What you have to do: Find every line in the records below that contains the word "data", and copy each such line.

Stored records
◇ ◇ ◇ ◇ ◇
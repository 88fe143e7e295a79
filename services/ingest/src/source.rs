//! Line-oriented access to raw log object bodies.
//!
//! Edge logs arrive gzip-compressed. Detection goes by the gzip magic bytes,
//! not the object name, so a mislabelled object is still read correctly.

use flate2::read::MultiGzDecoder;
use std::io::{self, BufRead, BufReader, Cursor};

const GZIP_MAGIC: [u8; 2] = [0x1f, 0x8b];

#[derive(Debug, Clone, Copy, PartialEq, Eq)]
pub enum Compression {
    Gzip,
    None,
}

impl Compression {
    /// Pick the codec for an object body
    pub fn detect(name: &str, data: &[u8]) -> Self {
        if data.starts_with(&GZIP_MAGIC) {
            Compression::Gzip
        } else {
            if name.ends_with(".gz") && !data.is_empty() {
                tracing::warn!(name, "Object named as gzip has no gzip header; reading as plain text");
            }
            Compression::None
        }
    }

    pub fn name(&self) -> &'static str {
        match self {
            Compression::Gzip => "gzip",
            Compression::None => "none",
        }
    }

    /// A buffered reader over the decompressed bytes
    pub fn reader<'a>(&self, data: &'a [u8]) -> Box<dyn BufRead + Send + 'a> {
        match self {
            Compression::Gzip => Box::new(BufReader::new(MultiGzDecoder::new(data))),
            Compression::None => Box::new(Cursor::new(data)),
        }
    }
}

/// Iterator over raw lines of a reader, each including its `\n` terminator
/// when present. Bytes are not interpreted.
pub struct RawLines<R> {
    reader: R,
}

impl<R: BufRead> RawLines<R> {
    pub fn new(reader: R) -> Self {
        Self { reader }
    }
}

impl<R: BufRead> Iterator for RawLines<R> {
    type Item = io::Result<Vec<u8>>;

    fn next(&mut self) -> Option<Self::Item> {
        let mut line = Vec::new();
        match self.reader.read_until(b'\n', &mut line) {
            Ok(0) => None,
            Ok(_) => Some(Ok(line)),
            Err(e) => Some(Err(e)),
        }
    }
}

/// Strip a trailing `\n` or `\r\n`
pub fn trim_line_ending(line: &[u8]) -> &[u8] {
    let line = line.strip_suffix(b"\n").unwrap_or(line);
    line.strip_suffix(b"\r").unwrap_or(line)
}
◇ ◇ ◇ ◇ ◇
Answer to the problem:
    pub fn detect(name: &str, data: &[u8]) -> Self {
        if data.starts_with(&GZIP_MAGIC) {
            if name.ends_with(".gz") && !data.is_empty() {
    pub fn reader<'a>(&self, data: &'a [u8]) -> Box<dyn BufRead + Send + 'a> {
            Compression::Gzip => Box::new(BufReader::new(MultiGzDecoder::new(data))),
            Compression::None => Box::new(Cursor::new(data)),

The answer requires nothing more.